Le site putatif de liaison de SBP2 au ribosome, c’est à dire l’hélice ES7L-E localisée dans le segment d’extension 7 de l’ARNr 28S (Kossinova et al., 2014) est indiqué par un cercle rouge, on n’y remarque pas de densité supplémentaire (Figure 72D). Ceci est cohérent avec le fait que l’association de SBP2 au ribosome ne se ferait que lors de l’étape de recodage après accommodation du Sec-ARNt[Ser]Sec dans le site A du

ribosome ; pendant les autres étapes de la traduction SBP2 reste liée à l’ARNm (Kossinova et al., 2013). Par ailleurs, ni la protéine SBP2 ni le facteur d’élongation eEFSec n’ont été retrouvés par spectrométrie de masse au sein des complexes que nous avons purifiés. L’ensemble de ces résultats indique que nous n’avons pas purifié de complexe de recodage. De même, aucun complexe de terminaison n’a été obtenu. Puisque les complexes de traduction sont naturellement bloqués sur l’ARNm contenant un codon UGASec (voir Figure 60B), il est intriguant que nous n’ayons pas observé de signature structurale pouvant expliquer cette particularité. En effet, si le ribosome était bloqué au niveau du UGASec nous devrions observer la présence d’un facteur empêchant le mécanisme de terminaison, ou une interaction de l’ARN SECIS au niveau du ribosome. Cependant, aucune densité additionnelle n’a été observée sur nos structures. L’ARNt[Ser]Sec est le plus grand des ARNt et possède des caractéristiques structurales qui le distingue facilement des ARNt canoniques (voir chapitre I.2.1.1 de l’Introduction). Avec des bras A et D plus longs et un bras variable possédant une orientation particulière, l’ARNt[Ser]Sec présente une conformation unique. eEFSec, est similaire au facteur d’élongation canonique eEF1A, qui est impliqué dans l’incorporation des 20 autres acides aminés.

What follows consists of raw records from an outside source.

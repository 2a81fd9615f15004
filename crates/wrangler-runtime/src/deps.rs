//! Host dependency report.

use std::collections::HashSet;
use std::path::{Path, PathBuf};

use serde::Serialize;
use tracing::debug;
use wrangler_core::Settings;

use crate::locator::is_built_toolchain;
use crate::supervisor::CUDA_TOOLKIT_MARKER;

/// System-wide install location checked as a last resort.
const SYSTEM_TOOLCHAIN_ROOT: &str = "/usr/local/llama.cpp";

/// What the host has installed.
#[derive(Debug, Clone, PartialEq, Eq, Serialize)]
#[serde(rename_all = "camelCase")]
pub struct DependencyReport {
    /// First root holding a built server binary.
    pub toolchain_root: Option<PathBuf>,
    /// Every root that was checked, in order.
    pub searched: Vec<PathBuf>,
    /// `python3` resolved on `PATH`.
    pub python: Option<PathBuf>,
    pub cuda_toolkit: bool,
}

impl DependencyReport {
    pub const fn toolchain_installed(&self) -> bool {
        self.toolchain_root.is_some()
    }

    /// Whether downloads can run.
    pub const fn python_available(&self) -> bool {
        self.python.is_some()
    }
}

/// Toolchain roots checked by the report, in order.
pub fn toolchain_roots(settings: &Settings) -> Vec<PathBuf> {
    let mut roots = vec![settings.toolchain_root.clone(), settings.alt_root.clone()];
    if let Some(home) = dirs::home_dir() {
        roots.push(home.join("llama.cpp"));
    }
    roots.push(PathBuf::from(SYSTEM_TOOLCHAIN_ROOT));
    let mut seen = HashSet::new();
    roots.retain(|root| seen.insert(root.clone()));
    roots
}

/// Check the toolchain, the Python interpreter and CUDA.
pub fn check_dependencies(settings: &Settings) -> DependencyReport {
    let searched = toolchain_roots(settings);
    let toolchain_root = searched.iter().find(|root| is_built_toolchain(root)).cloned();
    let python = which::which("python3").ok();
    let cuda_toolkit = Path::new(CUDA_TOOLKIT_MARKER).exists();

    debug!(
        toolchain = ?toolchain_root,
        python = ?python,
        cuda = cuda_toolkit,
        "checked host dependencies"
    );

    DependencyReport {
        toolchain_root,
        searched,
        python,
        cuda_toolkit,
    }
}
//! Rendering of orchestrator events.

use indicatif::{ProgressBar, ProgressStyle};
use wrangler_core::{JobStatus, OrchestratorEvent};

/// One-line description of an event, or `None` for events rendered elsewhere.
pub fn describe_event(event: &OrchestratorEvent) -> Option<String> {
    match event {
        OrchestratorEvent::ServerState { state } => Some(format!("[server] {state}")),
        OrchestratorEvent::ServerLog { stream, line } => Some(format!("[{stream}] {line}")),
        OrchestratorEvent::ServerReady {
            model_name,
            pid,
            port,
        } => Some(format!(
            "[server] {model_name} ready on http://localhost:{port} (pid {pid})"
        )),
        OrchestratorEvent::ServerStopped { exit_code } => Some(format!(
            "[server] stopped{}",
            exit_code.map(|c| format!(" (exit code {c})")).unwrap_or_default()
        )),
        OrchestratorEvent::ServerCrashed { exit_code } => Some(format!(
            "[server] crashed{}",
            exit_code.map(|c| format!(" (exit code {c})")).unwrap_or_default()
        )),
        OrchestratorEvent::JobError { message, .. } => Some(format!("error: {message}")),
        OrchestratorEvent::JobDone { outcome } => Some(match outcome.status {
            JobStatus::Succeeded => format!("{} job finished", outcome.kind),
            JobStatus::Cancelled => format!("{} job cancelled", outcome.kind),
            JobStatus::Failed => format!(
                "{} job failed: {}",
                outcome.kind,
                outcome.message.as_deref().unwrap_or("unknown error")
            ),
        }),
        OrchestratorEvent::ToolchainLog { line } => Some(line.clone()),
        OrchestratorEvent::JobStarted { .. }
        | OrchestratorEvent::JobProgress { .. }
        | OrchestratorEvent::JobPercent { .. } => None,
    }
}

/// Progress bar for a job driven by percent events.
pub fn job_progress_bar(label: &str) -> ProgressBar {
    let pb = ProgressBar::new(100);
    let style = ProgressStyle::default_bar()
        .template("{spinner:.green} {prefix} [{bar:30.cyan/blue}] {pos:>3}% {msg}")
        .unwrap_or_else(|_| ProgressStyle::default_bar())
        .progress_chars("#>-");
    pb.set_style(style);
    pb.set_prefix(label.to_string());
    pb
}

#[cfg(test)]
mod tests {
    use wrangler_core::{JobId, JobKind, JobOutcome, ServerState};

    use super::*;

    #[test]
    fn failed_job_shows_message() {
        let outcome = JobOutcome::failed(JobId::new(), JobKind::Quantize, "Quantization failed: x", Some(1));
        assert_eq!(
            describe_event(&OrchestratorEvent::JobDone { outcome }).as_deref(),
            Some("quantize job failed: Quantization failed: x")
        );
    }

    #[test]
    fn progress_lines_are_left_to_the_bar() {
        let event = OrchestratorEvent::job_progress(JobId::new(), "10%");
        assert!(describe_event(&event).is_none());
        assert_eq!(
            describe_event(&OrchestratorEvent::server_state(ServerState::Stopped)).as_deref(),
            Some("[server] stopped")
        );
    }
}
//! Background job registry: downloads and quantizations.
//!
//! Each job wraps one external process. Jobs run concurrently with no
//! admission control. A per-job monitor task forwards output to the event
//! sink, classifies failures and reports the terminal outcome exactly once.
//!
//! # Lifecycle
//!
//! - `start_*` spawns the process, registers it and emits `JobStarted`
//! - the monitor drains output until the process exits
//! - on exit the job is removed, `JobDone` is emitted and the ticket resolves
//!
//! A job terminated through [`JobRegistry::cancel_job`] ends as `Cancelled`,
//! never as `Failed`.

mod classify;
mod download;
mod quantize;

use std::collections::HashMap;
use std::path::{Path, PathBuf};
use std::sync::{Arc, Mutex, MutexGuard, PoisonError};
use std::time::Duration;

use chrono::Utc;
use futures_util::future::join_all;
use tokio::sync::oneshot;
use tokio::time::timeout;
use tracing::{debug, info, warn};
use wrangler_core::{
    EventSink, JobId, JobKind, JobOutcome, JobSummary, OrchestratorError, OrchestratorEvent,
    OutputStream, Settings,
};

pub use classify::{
    clean_error_line, huggingface_failure, is_error_line, ollama_failure, parse_percent,
    quantize_failure,
};
pub use download::{DownloadSource, download_request, normalize_hf_repo, plan_download};
pub use quantize::{QuantizePlan, plan_quantize};

use crate::process::{ExitInfo, ExitWatcher, LaunchSpec, OutputLine, OutputLines, ProcessHandle, ProcessLauncher};

/// Output still arriving after exit is collected for at most this long.
const OUTPUT_DRAIN: Duration = Duration::from_millis(250);

/// Upper bound on buffered output kept for failure classification.
const FAILURE_BUFFER_LIMIT: usize = 64 * 1024;

/// Post-exit handling of a job.
#[derive(Debug, Clone, PartialEq, Eq)]
pub enum Completion {
    Download(DownloadSource),
    Quantize(QuantizePlan),
}

/// Fully resolved job, ready to spawn.
#[derive(Debug, Clone)]
pub struct JobRequest {
    pub kind: JobKind,
    /// What the job works on, shown in listings.
    pub target: String,
    pub output_hint: Option<PathBuf>,
    pub spec: LaunchSpec,
    pub completion: Completion,
}

/// Receipt for a started job.
#[derive(Debug)]
pub struct JobTicket {
    pub id: JobId,
    outcome: oneshot::Receiver<JobOutcome>,
}

impl JobTicket {
    /// Wait for the terminal outcome.
    ///
    /// Returns `None` only if the runtime shut down before the job finished.
    pub async fn outcome(self) -> Option<JobOutcome> {
        self.outcome.await.ok()
    }
}

struct JobEntry {
    summary: JobSummary,
    handle: ProcessHandle,
}

type JobTable = Arc<Mutex<HashMap<JobId, JobEntry>>>;

fn lock(jobs: &JobTable) -> MutexGuard<'_, HashMap<JobId, JobEntry>> {
    jobs.lock().unwrap_or_else(PoisonError::into_inner)
}

/// Registry of running background jobs.
pub struct JobRegistry {
    launcher: Arc<dyn ProcessLauncher>,
    sink: Arc<dyn EventSink>,
    jobs: JobTable,
}

impl JobRegistry {
    pub fn new(launcher: Arc<dyn ProcessLauncher>, sink: Arc<dyn EventSink>) -> Self {
        Self {
            launcher,
            sink,
            jobs: Arc::new(Mutex::new(HashMap::new())),
        }
    }

    /// Spawn `request` and start monitoring it.
    pub fn start_job(&self, request: JobRequest) -> Result<JobTicket, OrchestratorError> {
        let mut handle = self.launcher.launch(&request.spec)?;
        let id = JobId::new();
        let pid = handle.pid();
        let output = handle.take_output();
        let exit = handle.exit_watcher();

        let summary = JobSummary {
            id,
            kind: request.kind,
            target: request.target.clone(),
            output_path_hint: request.output_hint.clone(),
            pid,
            started_at: Utc::now(),
        };
        lock(&self.jobs).insert(id, JobEntry { summary, handle });

        info!(job_id = %id, kind = %request.kind, pid = %pid, target = %request.target, "started job");
        self.sink.emit(OrchestratorEvent::JobStarted {
            id,
            kind: request.kind,
            target: request.target,
        });

        let (tx, rx) = oneshot::channel();
        let monitor = JobMonitor {
            id,
            kind: request.kind,
            sink: Arc::clone(&self.sink),
            jobs: Arc::clone(&self.jobs),
        };
        tokio::spawn(monitor.run(request.completion, output, exit, tx));

        Ok(JobTicket { id, outcome: rx })
    }

    /// Start quantizing `input` to `quant_level`.
    ///
    /// Fails without spawning when the binary is missing or the output exists.
    pub fn start_quantize(
        &self,
        input: &Path,
        quant_level: &str,
        settings: &Settings,
    ) -> Result<JobTicket, OrchestratorError> {
        let request = plan_quantize(input, quant_level, settings)?;
        self.start_job(request)
    }

    pub fn start_download(
        &self,
        source: DownloadSource,
        settings: &Settings,
    ) -> Result<JobTicket, OrchestratorError> {
        let request = plan_download(source, settings)?;
        self.start_job(request)
    }

    /// Terminate a job and remove it. Its outcome is reported as `Cancelled`.
    pub async fn cancel_job(&self, id: JobId) -> Result<(), OrchestratorError> {
        let entry = lock(&self.jobs)
            .remove(&id)
            .ok_or(OrchestratorError::JobNotFound(id))?;

        let info = entry.handle.terminate().await;
        info!(job_id = %id, pid = %entry.summary.pid, exit_code = ?info.code, "cancelled job");
        Ok(())
    }

    /// Terminate every running job.
    pub async fn cancel_all(&self) {
        let entries: Vec<JobEntry> = lock(&self.jobs).drain().map(|(_, entry)| entry).collect();
        if entries.is_empty() {
            return;
        }

        info!(count = entries.len(), "cancelling all jobs");
        join_all(entries.iter().map(|entry| entry.handle.terminate())).await;
    }

    /// Running jobs, oldest first.
    pub fn list(&self) -> Vec<JobSummary> {
        let mut jobs: Vec<_> = lock(&self.jobs)
            .values()
            .map(|entry| entry.summary.clone())
            .collect();
        jobs.sort_by_key(|job| job.started_at);
        jobs
    }

    pub fn is_running(&self, id: JobId) -> bool {
        lock(&self.jobs).contains_key(&id)
    }
}

impl std::fmt::Debug for JobRegistry {
    fn fmt(&self, f: &mut std::fmt::Formatter<'_>) -> std::fmt::Result {
        f.debug_struct("JobRegistry")
            .field("running", &lock(&self.jobs).len())
            .finish_non_exhaustive()
    }
}

struct JobMonitor {
    id: JobId,
    kind: JobKind,
    sink: Arc<dyn EventSink>,
    jobs: JobTable,
}

impl JobMonitor {
    async fn run(
        self,
        completion: Completion,
        mut output: Option<OutputLines>,
        mut exit: ExitWatcher,
        tx: oneshot::Sender<JobOutcome>,
    ) {
        let mut observer = OutputObserver::new(self.id, &completion, Arc::clone(&self.sink));

        let info = loop {
            tokio::select! {
                biased;
                line = next_line(&mut output) => match line {
                    Some(line) => observer.observe(line),
                    None => break exit.wait().await,
                },
                info = exit.wait() => break info,
            }
        };

        // Pipes may still hold lines written just before exit.
        let _ = timeout(OUTPUT_DRAIN, async {
            while let Some(line) = next_line(&mut output).await {
                observer.observe(line);
            }
        })
        .await;

        let outcome = self.outcome(&completion, &observer, info).await;
        lock(&self.jobs).remove(&self.id);

        match &outcome.message {
            Some(message) => warn!(job_id = %self.id, kind = %self.kind, exit_code = ?outcome.exit_code, message = %message, "job failed"),
            None => info!(job_id = %self.id, kind = %self.kind, status = ?outcome.status, "job finished"),
        }
        self.sink.emit(OrchestratorEvent::JobDone {
            outcome: outcome.clone(),
        });
        let _ = tx.send(outcome);
    }

    async fn outcome(&self, completion: &Completion, observer: &OutputObserver, info: ExitInfo) -> JobOutcome {
        if info.requested {
            return JobOutcome::cancelled(self.id, self.kind, info.code);
        }

        if info.code != Some(0) {
            let message = match completion {
                Completion::Download(source) => source.failure_message(&observer.failure, info.code),
                Completion::Quantize(_) => quantize_failure(&observer.failure, &observer.stdout),
            };
            return JobOutcome::failed(self.id, self.kind, message, info.code);
        }

        match completion {
            Completion::Download(_) => JobOutcome::succeeded(self.id, self.kind),
            Completion::Quantize(plan) => self.finish_quantize(plan).await,
        }
    }

    async fn finish_quantize(&self, plan: &QuantizePlan) -> JobOutcome {
        if !tokio::fs::try_exists(&plan.output).await.unwrap_or(false) {
            return JobOutcome::failed(
                self.id,
                self.kind,
                "Quantization completed but output file not found",
                Some(0),
            );
        }

        if plan.delete_original {
            match tokio::fs::remove_file(&plan.input).await {
                Ok(()) => info!(job_id = %self.id, path = %plan.input.display(), "deleted original model"),
                // The quantized output exists, so the job still succeeded.
                Err(e) => warn!(job_id = %self.id, path = %plan.input.display(), error = %e, "failed to delete original model"),
            }
        }
        JobOutcome::succeeded(self.id, self.kind)
    }
}

async fn next_line(output: &mut Option<OutputLines>) -> Option<OutputLine> {
    match output {
        Some(lines) => lines.next_line().await,
        None => None,
    }
}

/// How live stderr lines are surfaced.
#[derive(Debug, Clone, Copy)]
enum ErrorLines {
    /// Only marked lines, with their prefix stripped.
    Cleaned,
    /// Every non-blank line as-is.
    Raw,
    /// Buffered for the failure message only.
    Silent,
}

/// Classifies job output as it arrives.
struct OutputObserver {
    id: JobId,
    sink: Arc<dyn EventSink>,
    error_lines: ErrorLines,
    /// Lines matched against known causes on failure.
    failure: String,
    stdout: String,
}

impl OutputObserver {
    fn new(id: JobId, completion: &Completion, sink: Arc<dyn EventSink>) -> Self {
        let error_lines = match completion {
            Completion::Download(source) if source.cleans_error_lines() => ErrorLines::Cleaned,
            Completion::Download(_) => ErrorLines::Raw,
            Completion::Quantize(_) => ErrorLines::Silent,
        };
        Self {
            id,
            sink,
            error_lines,
            failure: String::new(),
            stdout: String::new(),
        }
    }

    fn observe(&mut self, output: OutputLine) {
        let OutputLine { stream, line } = output;
        debug!(job_id = %self.id, stream = %stream, line = %line, "job output");

        match stream {
            OutputStream::Stdout => {
                if let Some(percent) = parse_percent(&line) {
                    self.sink.emit(OrchestratorEvent::JobPercent {
                        id: self.id,
                        percent,
                    });
                }
                if matches!(self.error_lines, ErrorLines::Silent) {
                    push_bounded(&mut self.stdout, &line);
                } else if line.contains("Error:") {
                    push_bounded(&mut self.failure, &line);
                }
                self.sink.emit(OrchestratorEvent::job_progress(self.id, line));
            }
            OutputStream::Stderr => {
                push_bounded(&mut self.failure, &line);
                match self.error_lines {
                    ErrorLines::Cleaned if is_error_line(&line) => {
                        if let Some(message) = clean_error_line(&line) {
                            self.sink.emit(OrchestratorEvent::job_error(self.id, message));
                        }
                    }
                    ErrorLines::Raw if !line.trim().is_empty() => {
                        self.sink.emit(OrchestratorEvent::job_error(self.id, line));
                    }
                    _ => {}
                }
            }
        }
    }
}

fn push_bounded(buffer: &mut String, line: &str) {
    if buffer.len() + line.len() < FAILURE_BUFFER_LIMIT {
        buffer.push_str(line);
        buffer.push('\n');
    }
}
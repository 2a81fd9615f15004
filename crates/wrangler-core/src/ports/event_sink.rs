//! Event sink trait for pushing orchestrator events to hosts.
//!
//! Implementations handle transport details (broadcast channels, a terminal
//! renderer, SSE). The orchestrator never learns who is listening.

use crate::events::OrchestratorEvent;

/// Trait for emitting orchestrator events.
///
/// `emit` must not block and must not fail. A sink with no listeners drops the
/// event.
pub trait EventSink: Send + Sync {
    fn emit(&self, event: OrchestratorEvent);
}

/// A no-op sink for tests and one-shot CLI commands.
#[derive(Debug, Clone, Copy, Default)]
pub struct NoopSink;

impl NoopSink {
    pub const fn new() -> Self {
        Self
    }
}

impl EventSink for NoopSink {
    fn emit(&self, _event: OrchestratorEvent) {}
}
//! Shared configuration handle.
//!
//! Components read an immutable [`Settings`] snapshot at the start of each
//! operation. Writes go through the handle, are validated, persisted through
//! the [`SettingsStore`] and only then become visible to readers.

use std::path::Path;
use std::sync::{Arc, PoisonError, RwLock};

use crate::domain::ToolRole;
use crate::error::{ConfigurationError, OrchestratorError};
use crate::ports::SettingsStore;
use crate::settings::{Settings, SettingsUpdate, validate_settings};

#[derive(Clone)]
pub struct ConfigHandle {
    store: Arc<dyn SettingsStore>,
    current: Arc<RwLock<Settings>>,
}

impl ConfigHandle {
    /// Load settings from `store` and wrap them in a handle.
    pub async fn load(store: Arc<dyn SettingsStore>) -> Result<Self, OrchestratorError> {
        let settings = store.load().await?;
        validate_settings(&settings)?;
        Ok(Self::with_settings(store, settings))
    }

    /// Build a handle around already-loaded settings.
    pub fn with_settings(store: Arc<dyn SettingsStore>, settings: Settings) -> Self {
        Self {
            store,
            current: Arc::new(RwLock::new(settings)),
        }
    }

    /// Current settings snapshot.
    pub fn snapshot(&self) -> Settings {
        self.current
            .read()
            .unwrap_or_else(PoisonError::into_inner)
            .clone()
    }

    /// Apply a partial update, validate, persist, then publish.
    pub async fn update(&self, update: &SettingsUpdate) -> Result<Settings, OrchestratorError> {
        let mut next = self.snapshot();
        next.merge(update);
        validate_settings(&next)?;
        self.store.save(&next).await?;
        self.replace(next.clone());
        Ok(next)
    }

    /// Point the primary toolchain root at `path`.
    ///
    /// The directory must already contain a built server binary.
    pub async fn update_toolchain_root(&self, path: &Path) -> Result<Settings, OrchestratorError> {
        let has_server = ToolRole::Server
            .candidate_subpaths()
            .iter()
            .any(|sub| path.join(sub).is_file());
        if !has_server {
            return Err(ConfigurationError::ToolchainInvalid {
                path: path.to_path_buf(),
            }
            .into());
        }

        self.update(&SettingsUpdate {
            toolchain_root: Some(path.to_path_buf()),
            ..Default::default()
        })
        .await
    }

    fn replace(&self, settings: Settings) {
        *self.current.write().unwrap_or_else(PoisonError::into_inner) = settings;
    }
}

impl std::fmt::Debug for ConfigHandle {
    fn fmt(&self, f: &mut std::fmt::Formatter<'_>) -> std::fmt::Result {
        f.debug_struct("ConfigHandle")
            .field("current", &self.snapshot())
            .finish_non_exhaustive()
    }
}

#[cfg(test)]
mod tests {
    use std::sync::Mutex;

    use async_trait::async_trait;

    use super::*;
    use crate::ports::StoreError;
    use crate::ports::settings_store::MockSettingsStore;

    struct MockSettingsRepo {
        settings: Mutex<Settings>,
    }

    impl MockSettingsRepo {
        fn new() -> Self {
            Self {
                settings: Mutex::new(Settings::default()),
            }
        }
    }

    #[async_trait]
    impl SettingsStore for MockSettingsRepo {
        async fn load(&self) -> Result<Settings, StoreError> {
            Ok(self.settings.lock().unwrap().clone())
        }

        async fn save(&self, settings: &Settings) -> Result<(), StoreError> {
            *self.settings.lock().unwrap() = settings.clone();
            Ok(())
        }
    }

    #[tokio::test]
    async fn test_update_is_persisted_and_published() {
        let repo = Arc::new(MockSettingsRepo::new());
        let handle = ConfigHandle::load(repo.clone()).await.unwrap();

        let update = SettingsUpdate {
            server_port: Some(9191),
            ..Default::default()
        };
        handle.update(&update).await.unwrap();

        assert_eq!(handle.snapshot().server_port, 9191);
        assert_eq!(repo.settings.lock().unwrap().server_port, 9191);
    }

    #[tokio::test]
    async fn test_invalid_update_is_rejected() {
        let repo = Arc::new(MockSettingsRepo::new());
        let handle = ConfigHandle::load(repo).await.unwrap();

        let update = SettingsUpdate {
            server_port: Some(80),
            ..Default::default()
        };
        let err = handle.update(&update).await.unwrap_err();
        assert!(err.is_configuration());
        assert_eq!(handle.snapshot().server_port, crate::DEFAULT_SERVER_PORT);
    }

    #[tokio::test]
    async fn test_toolchain_root_requires_server_binary() {
        let dir = tempfile::tempdir().unwrap();
        let mut store = MockSettingsStore::new();
        store.expect_save().times(1).returning(|_| Ok(()));
        let handle = ConfigHandle::with_settings(Arc::new(store), Settings::default());

        let err = handle.update_toolchain_root(dir.path()).await.unwrap_err();
        assert!(matches!(
            err,
            OrchestratorError::Configuration(ConfigurationError::ToolchainInvalid { .. })
        ));

        let bin = dir.path().join("build").join("bin");
        std::fs::create_dir_all(&bin).unwrap();
        std::fs::write(bin.join(format!("llama-server{}", std::env::consts::EXE_SUFFIX)), b"")
            .unwrap();

        let updated = handle.update_toolchain_root(dir.path()).await.unwrap();
        assert_eq!(updated.toolchain_root, dir.path());
    }

    #[tokio::test]
    async fn test_failed_save_keeps_previous_snapshot() {
        let mut store = MockSettingsStore::new();
        store
            .expect_save()
            .returning(|_| Err(StoreError::Storage("disk full".to_string())));
        let handle = ConfigHandle::with_settings(Arc::new(store), Settings::default());

        let update = SettingsUpdate {
            context_size: Some(4096),
            ..Default::default()
        };
        assert!(handle.update(&update).await.is_err());
        assert_eq!(handle.snapshot().context_size, crate::DEFAULT_CONTEXT_SIZE);
    }
}
//! `wrangler serve`

use std::path::Path;

use anyhow::{Result, bail};
use tokio::sync::broadcast::error::RecvError;
use wrangler_core::{OrchestratorEvent, ServerState};

use super::{print_json, print_success};
use crate::CliContext;
use crate::presentation::describe_event;

/// Switch to `model`, then follow the server log until Ctrl-C or a crash.
///
/// Owned servers are killed when the host exits.
pub async fn execute(ctx: &CliContext, model: &Path) -> Result<()> {
    let mut events = ctx.events.subscribe();

    let switch = ctx.orchestrator.switch_model(model);
    tokio::pin!(switch);
    let state = loop {
        tokio::select! {
            result = &mut switch => break result?,
            Ok(event) = events.recv() => {
                if !ctx.json && let Some(text) = describe_event(&event) {
                    eprintln!("{text}");
                }
            }
        }
    };

    // The owned server dies with this process, so only a delegated one is
    // left behind on return.
    if matches!(state, ServerState::Foreign { .. }) {
        if ctx.json {
            return print_json(&state);
        }
        return print_success(ctx, &format!("Serving {}", state.model_name().unwrap_or_default()));
    }

    if !ctx.json {
        println!("Serving {}. Press Ctrl-C to stop.", state.model_name().unwrap_or_default());
    }
    let ctrl_c = tokio::signal::ctrl_c();
    tokio::pin!(ctrl_c);

    loop {
        tokio::select! {
            event = events.recv() => match event {
                Ok(OrchestratorEvent::ServerCrashed { exit_code }) => bail!(
                    "server crashed{}",
                    exit_code.map(|c| format!(" with exit code {c}")).unwrap_or_default()
                ),
                Ok(event) => {
                    if !ctx.json && let Some(text) = describe_event(&event) {
                        println!("{text}");
                    }
                }
                Err(RecvError::Lagged(_)) => {}
                Err(RecvError::Closed) => break,
            },
            _ = &mut ctrl_c => break,
        }
    }

    ctx.orchestrator.shutdown().await;
    Ok(())
}
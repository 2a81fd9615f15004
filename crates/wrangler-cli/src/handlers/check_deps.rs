//! `wrangler check-deps`

use anyhow::Result;

use super::print_json;
use crate::CliContext;

pub fn execute(ctx: &CliContext) -> Result<()> {
    let report = ctx.orchestrator.check_dependencies();
    if ctx.json {
        return print_json(&report);
    }

    match &report.toolchain_root {
        Some(root) => println!("✓ llama.cpp      {}", root.display()),
        None => {
            println!("✗ llama.cpp      not found");
            for root in &report.searched {
                println!("    searched {}", root.display());
            }
            println!("    install with: wrangler toolchain install");
        }
    }
    match &report.python {
        Some(python) => println!("✓ python3        {}", python.display()),
        None => println!("✗ python3        not on PATH (needed for downloads)"),
    }
    if report.cuda_toolkit {
        println!("✓ CUDA toolkit   GPU offload enabled");
    } else {
        println!("- CUDA toolkit   not found");
    }
    Ok(())
}
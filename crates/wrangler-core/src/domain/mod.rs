//! Domain types shared by every layer of the orchestrator.

mod job;
mod model;
mod server;
mod toolchain;

pub use job::{JobId, JobKind, JobOutcome, JobStatus, JobSummary};
pub use model::{
    MODEL_EXTENSION, ModelFile, ModelLocation, UNKNOWN_QUANT_TAG, VOCAB_ONLY_MARKER,
    is_model_artifact, quant_tag_from_filename, quantized_output_path, strip_quant_suffix,
};
pub use server::ServerState;
pub use toolchain::ToolRole;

Il présente cependant un domaine additionnel en C-terminal absent dans eEF1A (voir chapitre I.2.2.2.a de l’introduction). Ainsi, si l’ARNt[Ser]Sec et le facteur eEFSec avaient été présents dans les complexes purifiés, leurs caractéristiques structurales nous auraient permis de les distinguer de la machinerie de traduction canonique.

En conclusion, cette approche nous a permis de purifier pour la première fois des complexes de traduction associés à un ARNm de sélénoprotéine dans des conditions compatibles à une analyse structurale par cryo-microscopie électronique. Contrairement à ce que nous attendions, les complexes que nous avons purifié ne sont cependant pas des complexes de recodage, mais des complexes d’élongation. Des expériences futures viseront donc à complémenter les extraits de RRL par les différents facteurs essentiels et spécifiques du mécanisme de recodage des sélénoprotéines tels que SBP2, eEFSec et le Sec-ARNt[Ser]Sec afin d’augmenter les chances de purifier un complexe de recodage.